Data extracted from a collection
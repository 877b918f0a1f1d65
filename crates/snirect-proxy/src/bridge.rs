use std::io;
use std::pin::Pin;
use std::task::{Context, Poll};

use tokio::io::{AsyncRead, AsyncReadExt, AsyncWrite, AsyncWriteExt, ReadBuf};

const COPY_CHUNK_SIZE: usize = 16 * 1024;

/// Pipes bytes between the two sides until both directions have seen EOF.
///
/// When one direction ends, the opposite side gets a write-shutdown
/// (half-close) so protocols that use FIN as end-of-stream keep working;
/// the loop only exits once both directions are done. Returns the byte
/// counts (client->origin, origin->client).
pub(crate) async fn bridge<C, O>(client: &mut C, origin: &mut O) -> io::Result<(u64, u64)>
where
    C: AsyncRead + AsyncWrite + Unpin,
    O: AsyncRead + AsyncWrite + Unpin,
{
    let mut client_buf = [0u8; COPY_CHUNK_SIZE];
    let mut origin_buf = [0u8; COPY_CHUNK_SIZE];
    let mut from_client = 0u64;
    let mut from_origin = 0u64;
    let mut client_done = false;
    let mut origin_done = false;

    loop {
        if client_done && origin_done {
            return Ok((from_client, from_origin));
        }

        tokio::select! {
            read = client.read(&mut client_buf), if !client_done => {
                let read = read?;
                if read == 0 {
                    client_done = true;
                    shutdown_quietly(origin).await;
                } else {
                    origin.write_all(&client_buf[..read]).await?;
                    from_client += read as u64;
                }
            }
            read = origin.read(&mut origin_buf), if !origin_done => {
                let read = read?;
                if read == 0 {
                    origin_done = true;
                    shutdown_quietly(client).await;
                } else {
                    client.write_all(&origin_buf[..read]).await?;
                    from_origin += read as u64;
                }
            }
        }
    }
}

/// A peer that resets instead of closing cleanly would surface its error
/// again on the next read; shutdown failures carry no extra signal.
async fn shutdown_quietly<S: AsyncWrite + Unpin>(stream: &mut S) {
    let _ = stream.shutdown().await;
}

/// Replays bytes that were read past the request head before handing the
/// socket to the next protocol layer (the TLS acceptor or the raw tunnel).
pub(crate) struct Rewind<S> {
    prefix: Vec<u8>,
    offset: usize,
    inner: S,
}

impl<S> Rewind<S> {
    pub(crate) fn new(prefix: Vec<u8>, inner: S) -> Rewind<S> {
        Rewind {
            prefix,
            offset: 0,
            inner,
        }
    }
}

impl<S: AsyncRead + Unpin> AsyncRead for Rewind<S> {
    fn poll_read(
        self: Pin<&mut Self>,
        cx: &mut Context<'_>,
        buf: &mut ReadBuf<'_>,
    ) -> Poll<io::Result<()>> {
        let this = self.get_mut();
        if this.offset < this.prefix.len() {
            let available = &this.prefix[this.offset..];
            let take = available.len().min(buf.remaining());
            buf.put_slice(&available[..take]);
            this.offset += take;
            if this.offset == this.prefix.len() {
                this.prefix = Vec::new();
                this.offset = 0;
            }
            return Poll::Ready(Ok(()));
        }
        Pin::new(&mut this.inner).poll_read(cx, buf)
    }
}

impl<S: AsyncWrite + Unpin> AsyncWrite for Rewind<S> {
    fn poll_write(
        self: Pin<&mut Self>,
        cx: &mut Context<'_>,
        buf: &[u8],
    ) -> Poll<io::Result<usize>> {
        Pin::new(&mut self.get_mut().inner).poll_write(cx, buf)
    }

    fn poll_flush(self: Pin<&mut Self>, cx: &mut Context<'_>) -> Poll<io::Result<()>> {
        Pin::new(&mut self.get_mut().inner).poll_flush(cx)
    }

    fn poll_shutdown(self: Pin<&mut Self>, cx: &mut Context<'_>) -> Poll<io::Result<()>> {
        Pin::new(&mut self.get_mut().inner).poll_shutdown(cx)
    }
}
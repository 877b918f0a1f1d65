use std::collections::HashMap;
use std::net::IpAddr;
use std::sync::RwLock;
use std::time::{Duration, Instant};

const MIN_TTL_SECS: u64 = 60;
const MAX_TTL_SECS: u64 = 86_400;

/// Resolved-address cache keyed by `(hostname, qtype)`. TTLs are clamped to
/// [60 s, 24 h]; when full, a random victim makes room.
pub(crate) struct DnsCache {
    entries: RwLock<HashMap<(String, u16), CacheSlot>>,
    limit: usize,
}

struct CacheSlot {
    ip: IpAddr,
    expires_at: Instant,
}

impl DnsCache {
    pub(crate) fn new(limit: usize) -> DnsCache {
        DnsCache {
            entries: RwLock::new(HashMap::new()),
            limit,
        }
    }

    /// Returns the cached address and the seconds left before it expires.
    pub(crate) fn get(&self, host: &str, qtype: u16) -> Option<(IpAddr, u32)> {
        let entries = self.entries.read().expect("dns cache lock");
        let slot = entries.get(&(host.to_string(), qtype))?;
        let remaining = slot.expires_at.checked_duration_since(Instant::now())?;
        Some((slot.ip, remaining.as_secs() as u32))
    }

    pub(crate) fn insert(&self, host: &str, qtype: u16, ip: IpAddr, ttl_secs: u32) {
        let ttl = (ttl_secs as u64).clamp(MIN_TTL_SECS, MAX_TTL_SECS);
        let mut entries = self.entries.write().expect("dns cache lock");

        if self.limit > 0 && entries.len() >= self.limit {
            if let Some(victim) = entries.keys().next().cloned() {
                entries.remove(&victim);
            }
        }

        entries.insert(
            (host.to_string(), qtype),
            CacheSlot {
                ip,
                expires_at: Instant::now() + Duration::from_secs(ttl),
            },
        );
    }

    pub(crate) fn remove(&self, host: &str, qtype: u16) {
        self.entries
            .write()
            .expect("dns cache lock")
            .remove(&(host.to_string(), qtype));
    }

    pub(crate) fn evict_expired(&self) {
        let now = Instant::now();
        self.entries
            .write()
            .expect("dns cache lock")
            .retain(|_, slot| slot.expires_at > now);
    }

    #[cfg(test)]
    pub(crate) fn len(&self) -> usize {
        self.entries.read().expect("dns cache lock").len()
    }
}

/// Preferred-address cache: one entry per hostname holding the address the
/// last resolution settled on.
pub(crate) struct PreferenceCache {
    entries: RwLock<HashMap<String, CacheSlot>>,
    limit: usize,
}

impl PreferenceCache {
    pub(crate) fn new(limit: usize) -> PreferenceCache {
        PreferenceCache {
            entries: RwLock::new(HashMap::new()),
            limit,
        }
    }

    pub(crate) fn get(&self, host: &str) -> Option<IpAddr> {
        let entries = self.entries.read().expect("preference cache lock");
        let slot = entries.get(host)?;
        (slot.expires_at > Instant::now()).then_some(slot.ip)
    }

    pub(crate) fn insert(&self, host: &str, ip: IpAddr, ttl: Duration) {
        let mut entries = self.entries.write().expect("preference cache lock");

        if self.limit > 0 && entries.len() >= self.limit {
            if let Some(victim) = entries.keys().next().cloned() {
                entries.remove(&victim);
            }
        }

        entries.insert(
            host.to_string(),
            CacheSlot {
                ip,
                expires_at: Instant::now() + ttl,
            },
        );
    }

    pub(crate) fn remove(&self, host: &str) {
        self.entries
            .write()
            .expect("preference cache lock")
            .remove(host);
    }

    pub(crate) fn evict_expired(&self) {
        let now = Instant::now();
        self.entries
            .write()
            .expect("preference cache lock")
            .retain(|_, slot| slot.expires_at > now);
    }

    #[cfg(test)]
    pub(crate) fn len(&self) -> usize {
        self.entries.read().expect("preference cache lock").len()
    }
}

#[cfg(test)]
mod tests {
    use std::net::{IpAddr, Ipv4Addr};
    use std::time::Duration;

    use super::{DnsCache, PreferenceCache};

    const IP1: IpAddr = IpAddr::V4(Ipv4Addr::new(203, 0, 113, 1));
    const IP2: IpAddr = IpAddr::V4(Ipv4Addr::new(203, 0, 113, 2));

    #[test]
    fn ttl_is_clamped_to_floor() {
        let cache = DnsCache::new(10);
        cache.insert("example.com", 1, IP1, 0);
        let (ip, remaining) = cache.get("example.com", 1).expect("cached");
        assert_eq!(ip, IP1);
        assert!(remaining >= 59, "zero TTL must clamp up to a minute");
    }

    #[test]
    fn ttl_is_clamped_to_ceiling() {
        let cache = DnsCache::new(10);
        cache.insert("example.com", 1, IP1, u32::MAX);
        let (_, remaining) = cache.get("example.com", 1).expect("cached");
        assert!(remaining <= 86_400);
    }

    #[test]
    fn qtypes_are_independent() {
        let cache = DnsCache::new(10);
        cache.insert("example.com", 1, IP1, 300);
        cache.insert("example.com", 28, IP2, 300);
        assert_eq!(cache.get("example.com", 1).map(|(ip, _)| ip), Some(IP1));
        assert_eq!(cache.get("example.com", 28).map(|(ip, _)| ip), Some(IP2));
        cache.remove("example.com", 1);
        assert!(cache.get("example.com", 1).is_none());
        assert!(cache.get("example.com", 28).is_some());
    }

    #[test]
    fn full_cache_evicts_one_victim() {
        let cache = DnsCache::new(2);
        cache.insert("a.example", 1, IP1, 300);
        cache.insert("b.example", 1, IP1, 300);
        cache.insert("c.example", 1, IP1, 300);
        assert_eq!(cache.len(), 2);
    }

    #[test]
    fn preference_cache_respects_ttl_and_limit() {
        let cache = PreferenceCache::new(2);
        cache.insert("a.example", IP1, Duration::from_secs(60));
        cache.insert("b.example", IP1, Duration::from_secs(60));
        cache.insert("c.example", IP1, Duration::from_secs(60));
        assert_eq!(cache.len(), 2);

        let expiring = PreferenceCache::new(0);
        expiring.insert("fast.example", IP2, Duration::ZERO);
        assert_eq!(expiring.get("fast.example"), None);
    }
}
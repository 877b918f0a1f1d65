use std::net::IpAddr;
use std::sync::Arc;
use std::time::{Duration, Instant};

use hickory_proto::op::{Edns, Message, MessageType, OpCode, Query, ResponseCode};
use hickory_proto::rr::rdata::opt::{EdnsCode, EdnsOption};
use hickory_proto::rr::{Name, RData, RecordType};
use snirect_rules::RuleSet;
use tokio::net::TcpStream;
use tracing::{debug, warn};

use crate::cache::{DnsCache, PreferenceCache};
use crate::ecs::{self, EcsState};
use crate::upstream::{build_upstreams, exchange_parallel, DnsUpstream};
use crate::{DnsError, PreferenceMode, ResolverConfig, QTYPE_SYSTEM};

const CACHE_SWEEP_PERIOD: Duration = Duration::from_secs(10 * 60);
const SYSTEM_TTL_SECS: u32 = 300;
const LATENCY_TEST_PORT: u16 = 443;
const MIN_PREFERENCE_TTL: Duration = Duration::from_secs(5 * 60);
const EDNS_PAYLOAD_SIZE: u16 = 1232;

/// Recursive resolver over encrypted upstreams with rules overrides, two
/// caches, ECS and latency-based IP preference. The single external entry
/// point is [`Resolver::resolve`].
pub struct Resolver {
    config: ResolverConfig,
    rules: Arc<RuleSet>,
    upstreams: Vec<Arc<DnsUpstream>>,
    cache: DnsCache,
    preference_cache: PreferenceCache,
    ecs: Arc<EcsState>,
}

impl Resolver {
    pub async fn new(config: ResolverConfig, rules: Arc<RuleSet>) -> Arc<Resolver> {
        let upstreams =
            build_upstreams(&config.nameservers, &config.bootstrap, config.dns_timeout).await;
        if upstreams.is_empty() && !config.nameservers.is_empty() {
            warn!("no DNS upstream could be constructed, using the system resolver");
        }
        Resolver::with_upstreams(config, rules, upstreams)
    }

    /// Construction with prebuilt upstreams; the public path is
    /// [`Resolver::new`].
    pub fn with_upstreams(
        config: ResolverConfig,
        rules: Arc<RuleSet>,
        upstreams: Vec<Arc<DnsUpstream>>,
    ) -> Arc<Resolver> {
        Arc::new(Resolver {
            cache: DnsCache::new(config.dns_cache_size),
            preference_cache: PreferenceCache::new(config.preference.cache_size),
            ecs: Arc::new(EcsState::from_config(&config.ecs)),
            config,
            rules,
            upstreams,
        })
    }

    /// Spawns the periodic cache sweep and, in auto-ECS mode, the public
    /// address probe. Tasks run until the process exits and own nothing
    /// that leaks on abort.
    pub fn start_background_tasks(self: &Arc<Self>) -> Vec<tokio::task::JoinHandle<()>> {
        let mut handles = Vec::new();

        let resolver = Arc::clone(self);
        handles.push(tokio::spawn(async move {
            let mut ticker = tokio::time::interval(CACHE_SWEEP_PERIOD);
            ticker.tick().await;
            loop {
                ticker.tick().await;
                resolver.cache.evict_expired();
                resolver.preference_cache.evict_expired();
            }
        }));

        if self.ecs.is_auto() {
            handles.push(ecs::spawn_auto_probe(Arc::clone(&self.ecs)));
        }

        handles
    }

    /// Resolves `host` to one address. `client_ip` is only a hint for ECS.
    pub async fn resolve(
        &self,
        host: &str,
        client_ip: Option<IpAddr>,
    ) -> Result<IpAddr, DnsError> {
        let mut target = host.to_string();
        if let Some(replacement) = self.rules.host_override_for(host) {
            if !replacement.is_empty() {
                if let Ok(ip) = replacement.parse::<IpAddr>() {
                    debug!(host, ip = %ip, "static hosts override");
                    return Ok(ip);
                }
                target = replacement.to_string();
            }
        }

        if let Ok(ip) = target.parse::<IpAddr>() {
            return Ok(ip);
        }

        if let Some(ip) = self.preference_cache.get(&target) {
            debug!(host = %target, ip = %ip, "preference cache hit");
            return Ok(ip);
        }

        if self.upstreams.is_empty() {
            return self.resolve_system(host, &target).await;
        }

        match self.resolve_with_preference(&target, client_ip).await {
            Ok((ip, ttl)) => {
                self.preference_cache
                    .insert(&target, ip, self.preference_ttl(ttl));
                Ok(ip)
            }
            Err(error) => {
                debug!(host = %target, %error, "encrypted upstreams failed, trying the system resolver");
                self.resolve_system(host, &target).await
            }
        }
    }

    /// Drops every cached answer for `host` (all qtypes plus the preferred
    /// address). Callers invoke this whenever a dial to the host fails so
    /// the next resolution cannot stick to a poisoned or stale address.
    pub fn invalidate(&self, host: &str) {
        self.invalidate_name(host);
        if let Some(replacement) = self.rules.host_override_for(host) {
            if !replacement.is_empty() && replacement.parse::<IpAddr>().is_err() {
                self.invalidate_name(replacement);
            }
        }
        debug!(host, "resolver cache invalidated");
    }

    fn invalidate_name(&self, name: &str) {
        self.cache.remove(name, u16::from(RecordType::A));
        self.cache.remove(name, u16::from(RecordType::AAAA));
        self.cache.remove(name, QTYPE_SYSTEM);
        self.preference_cache.remove(name);
    }

    async fn resolve_with_preference(
        &self,
        target: &str,
        client_ip: Option<IpAddr>,
    ) -> Result<(IpAddr, u32), DnsError> {
        match self.config.preference.mode {
            PreferenceMode::Ipv4 => {
                self.resolve_qtype_cached(target, RecordType::A, client_ip)
                    .await
            }
            PreferenceMode::Ipv6 => self.resolve_v6_first(target, client_ip).await,
            PreferenceMode::Standard => self.resolve_standard(target, client_ip).await,
            PreferenceMode::Fastest => self.resolve_fastest(target, client_ip).await,
        }
    }

    async fn resolve_standard(
        &self,
        target: &str,
        client_ip: Option<IpAddr>,
    ) -> Result<(IpAddr, u32), DnsError> {
        if self.config.ipv6 {
            self.resolve_v6_first(target, client_ip).await
        } else {
            self.resolve_qtype_cached(target, RecordType::A, client_ip)
                .await
        }
    }

    async fn resolve_v6_first(
        &self,
        target: &str,
        client_ip: Option<IpAddr>,
    ) -> Result<(IpAddr, u32), DnsError> {
        match self
            .resolve_qtype_cached(target, RecordType::AAAA, client_ip)
            .await
        {
            Ok(found) => Ok(found),
            Err(error) => {
                debug!(host = %target, %error, "AAAA lookup failed, falling back to A");
                self.resolve_qtype_cached(target, RecordType::A, client_ip)
                    .await
            }
        }
    }

    async fn resolve_qtype_cached(
        &self,
        target: &str,
        qtype: RecordType,
        client_ip: Option<IpAddr>,
    ) -> Result<(IpAddr, u32), DnsError> {
        let qtype_num = u16::from(qtype);
        if let Some((ip, remaining)) = self.cache.get(target, qtype_num) {
            debug!(host = %target, ip = %ip, ?qtype, "dns cache hit");
            return Ok((ip, remaining));
        }

        let records = self.lookup_all(target, qtype, client_ip).await?;
        let (ip, ttl) = records[0];
        self.cache.insert(target, qtype_num, ip, ttl);
        Ok((ip, ttl))
    }

    /// Queries AAAA and A in parallel, latency-tests every distinct answer
    /// by opening a TCP connection to port 443, and settles on the fastest
    /// successful connect. Zero successes fall back to standard selection.
    async fn resolve_fastest(
        &self,
        target: &str,
        client_ip: Option<IpAddr>,
    ) -> Result<(IpAddr, u32), DnsError> {
        let v6_lookup = async {
            if self.config.ipv6 {
                self.lookup_all(target, RecordType::AAAA, client_ip)
                    .await
                    .unwrap_or_default()
            } else {
                Vec::new()
            }
        };
        let v4_lookup = async {
            self.lookup_all(target, RecordType::A, client_ip)
                .await
                .unwrap_or_default()
        };
        let (v6_records, v4_records) = tokio::join!(v6_lookup, v4_lookup);

        let mut candidates: Vec<(IpAddr, u32)> = Vec::new();
        for record in v6_records.into_iter().chain(v4_records) {
            if !candidates.iter().any(|(ip, _)| *ip == record.0) {
                candidates.push(record);
            }
        }
        candidates.truncate(self.config.preference.max_test_ips.max(1));

        if candidates.is_empty() {
            return self.resolve_standard(target, client_ip).await;
        }

        match probe_fastest(
            &candidates,
            LATENCY_TEST_PORT,
            self.config.preference.test_timeout,
        )
        .await
        {
            Some((ip, ttl, latency)) => {
                debug!(host = %target, %ip, ?latency, "fastest address selected");
                let qtype_num = if ip.is_ipv6() {
                    u16::from(RecordType::AAAA)
                } else {
                    u16::from(RecordType::A)
                };
                self.cache.insert(target, qtype_num, ip, ttl);
                Ok((ip, ttl))
            }
            None => {
                debug!(host = %target, "no address passed the latency test, using standard selection");
                self.resolve_standard(target, client_ip).await
            }
        }
    }

    async fn lookup_all(
        &self,
        target: &str,
        qtype: RecordType,
        client_ip: Option<IpAddr>,
    ) -> Result<Vec<(IpAddr, u32)>, DnsError> {
        let query = self.build_query(target, qtype, client_ip)?;
        let (reply, upstream) = exchange_parallel(&self.upstreams, &query).await?;

        if reply.response_code() != ResponseCode::NoError {
            return Err(DnsError::Rcode {
                rcode: reply.response_code().to_string(),
                upstream,
            });
        }

        let records = parse_addresses(&reply, qtype);
        if records.is_empty() {
            return Err(DnsError::NoRecords {
                host: target.to_string(),
                qtype: qtype_label(qtype),
            });
        }

        debug!(
            host = %target,
            ip = %records[0].0,
            ttl = records[0].1,
            qtype = qtype_label(qtype),
            upstream = %upstream,
            "resolved via upstream"
        );
        Ok(records)
    }

    fn build_query(
        &self,
        target: &str,
        qtype: RecordType,
        client_ip: Option<IpAddr>,
    ) -> Result<Message, DnsError> {
        let mut name = Name::from_utf8(target)?;
        name.set_fqdn(true);

        let mut message = Message::new();
        message.set_id(rand::random());
        message.set_message_type(MessageType::Query);
        message.set_op_code(OpCode::Query);
        message.set_recursion_desired(true);
        message.add_query(Query::query(name, qtype));

        if let Some(payload) = self.ecs.option_payload(qtype, client_ip) {
            let edns = message.extensions_mut().get_or_insert_with(Edns::new);
            edns.set_max_payload(EDNS_PAYLOAD_SIZE);
            edns.options_mut()
                .insert(EdnsOption::Unknown(u16::from(EdnsCode::Subnet), payload));
        }

        Ok(message)
    }

    /// The OS resolver exposes no TTL, so its answers get a flat five
    /// minutes under the reserved qtype 0.
    async fn resolve_system(&self, host: &str, target: &str) -> Result<IpAddr, DnsError> {
        if let Some((ip, _)) = self.cache.get(target, QTYPE_SYSTEM) {
            return Ok(ip);
        }

        let addrs: Vec<IpAddr> = tokio::net::lookup_host((target, 0u16))
            .await
            .map_err(|_| DnsError::Unresolvable(host.to_string()))?
            .map(|addr| addr.ip())
            .collect();
        let Some(first) = addrs.first().copied() else {
            return Err(DnsError::Unresolvable(host.to_string()));
        };

        let selected = if self.config.ipv6 {
            addrs.iter().copied().find(IpAddr::is_ipv6).unwrap_or(first)
        } else {
            addrs.iter().copied().find(IpAddr::is_ipv4).unwrap_or(first)
        };

        debug!(host = %target, ip = %selected, "resolved via system resolver");
        self.cache.insert(target, QTYPE_SYSTEM, selected, SYSTEM_TTL_SECS);
        Ok(selected)
    }

    fn preference_ttl(&self, dns_ttl: u32) -> Duration {
        if self.config.preference.cache_ttl > Duration::ZERO {
            return self.config.preference.cache_ttl;
        }
        MIN_PREFERENCE_TTL.max(Duration::from_secs(u64::from(dns_ttl) / 2))
    }
}

/// Latency-tests every candidate concurrently: a TCP connect to
/// `ip:port`, each bounded by `budget`. The lowest measured connect time
/// wins. `None` when nothing accepted in time.
pub async fn probe_fastest(
    candidates: &[(IpAddr, u32)],
    port: u16,
    budget: Duration,
) -> Option<(IpAddr, u32, Duration)> {
    let mut probes = tokio::task::JoinSet::new();
    for (ip, ttl) in candidates.iter().copied() {
        probes.spawn(async move {
            let started = Instant::now();
            match tokio::time::timeout(budget, TcpStream::connect((ip, port))).await {
                Ok(Ok(_stream)) => Some((ip, ttl, started.elapsed())),
                _ => None,
            }
        });
    }

    let mut best: Option<(IpAddr, u32, Duration)> = None;
    while let Some(joined) = probes.join_next().await {
        let Ok(Some(result)) = joined else {
            continue;
        };
        let faster = best
            .map(|(_, _, best_latency)| result.2 < best_latency)
            .unwrap_or(true);
        if faster {
            best = Some(result);
        }
    }
    best
}

fn parse_addresses(reply: &Message, qtype: RecordType) -> Vec<(IpAddr, u32)> {
    reply
        .answers()
        .iter()
        .filter_map(|record| match record.data() {
            Some(RData::A(a)) if qtype == RecordType::A => {
                Some((IpAddr::V4(a.0), record.ttl()))
            }
            Some(RData::AAAA(aaaa)) if qtype == RecordType::AAAA => {
                Some((IpAddr::V6(aaaa.0), record.ttl()))
            }
            _ => None,
        })
        .collect()
}

fn qtype_label(qtype: RecordType) -> &'static str {
    match qtype {
        RecordType::A => "A",
        RecordType::AAAA => "AAAA",
        _ => "other",
    }
}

▸ WHAT THE TASK REQUIRES:
With "candidates" as the string to find, copy every line of the records that holds it.

▸ ANSWER TO THIS PROBLEM:
        let mut candidates: Vec<(IpAddr, u32)> = Vec::new();
            if !candidates.iter().any(|(ip, _)| *ip == record.0) {
                candidates.push(record);
        candidates.truncate(self.config.preference.max_test_ips.max(1));
        if candidates.is_empty() {
            &candidates,
    candidates: &[(IpAddr, u32)],
    for (ip, ttl) in candidates.iter().copied() {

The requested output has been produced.